(Dataset entries)
════════════════════

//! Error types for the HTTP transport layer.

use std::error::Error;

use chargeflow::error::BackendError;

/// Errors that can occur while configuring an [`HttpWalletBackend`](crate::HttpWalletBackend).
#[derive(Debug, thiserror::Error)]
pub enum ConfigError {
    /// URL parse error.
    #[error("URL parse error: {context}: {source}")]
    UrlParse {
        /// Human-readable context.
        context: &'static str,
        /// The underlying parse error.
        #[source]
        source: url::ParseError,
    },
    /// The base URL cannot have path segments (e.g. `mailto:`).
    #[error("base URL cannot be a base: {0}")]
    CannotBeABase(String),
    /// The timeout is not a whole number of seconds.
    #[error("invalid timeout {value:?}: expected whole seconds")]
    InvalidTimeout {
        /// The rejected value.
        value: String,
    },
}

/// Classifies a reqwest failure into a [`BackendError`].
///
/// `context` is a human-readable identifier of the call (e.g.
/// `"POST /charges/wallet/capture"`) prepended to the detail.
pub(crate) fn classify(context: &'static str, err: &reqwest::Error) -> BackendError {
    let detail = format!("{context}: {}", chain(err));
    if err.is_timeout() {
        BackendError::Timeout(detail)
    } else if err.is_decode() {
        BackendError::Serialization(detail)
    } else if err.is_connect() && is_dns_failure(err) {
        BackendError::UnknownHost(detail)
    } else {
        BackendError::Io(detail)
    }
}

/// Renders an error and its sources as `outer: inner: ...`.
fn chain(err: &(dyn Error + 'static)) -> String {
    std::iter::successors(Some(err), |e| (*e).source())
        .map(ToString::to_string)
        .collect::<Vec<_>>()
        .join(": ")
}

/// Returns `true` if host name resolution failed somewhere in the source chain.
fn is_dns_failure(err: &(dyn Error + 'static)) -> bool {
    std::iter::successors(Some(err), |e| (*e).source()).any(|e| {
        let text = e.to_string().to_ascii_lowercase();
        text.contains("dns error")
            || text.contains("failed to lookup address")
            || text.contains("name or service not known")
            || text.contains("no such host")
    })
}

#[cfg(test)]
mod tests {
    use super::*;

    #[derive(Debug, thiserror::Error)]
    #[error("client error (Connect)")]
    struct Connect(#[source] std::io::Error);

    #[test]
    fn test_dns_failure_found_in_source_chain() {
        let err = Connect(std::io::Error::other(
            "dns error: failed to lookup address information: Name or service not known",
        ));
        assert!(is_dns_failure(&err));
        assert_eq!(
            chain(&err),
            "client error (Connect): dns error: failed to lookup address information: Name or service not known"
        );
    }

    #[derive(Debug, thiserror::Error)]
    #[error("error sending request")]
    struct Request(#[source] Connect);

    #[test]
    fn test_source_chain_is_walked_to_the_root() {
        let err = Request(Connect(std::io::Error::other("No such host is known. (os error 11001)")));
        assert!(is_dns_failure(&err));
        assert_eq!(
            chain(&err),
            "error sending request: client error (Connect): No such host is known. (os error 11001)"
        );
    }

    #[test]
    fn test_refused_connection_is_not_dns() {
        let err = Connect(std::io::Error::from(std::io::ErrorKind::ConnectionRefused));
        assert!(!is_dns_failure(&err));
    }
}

════════════════════

* WHAT YOU NEED TO DO *
Count every line in the preceding entries where the string "sending" appears, then state only the total.

* ANSWER TO THIS PROBLEM *
2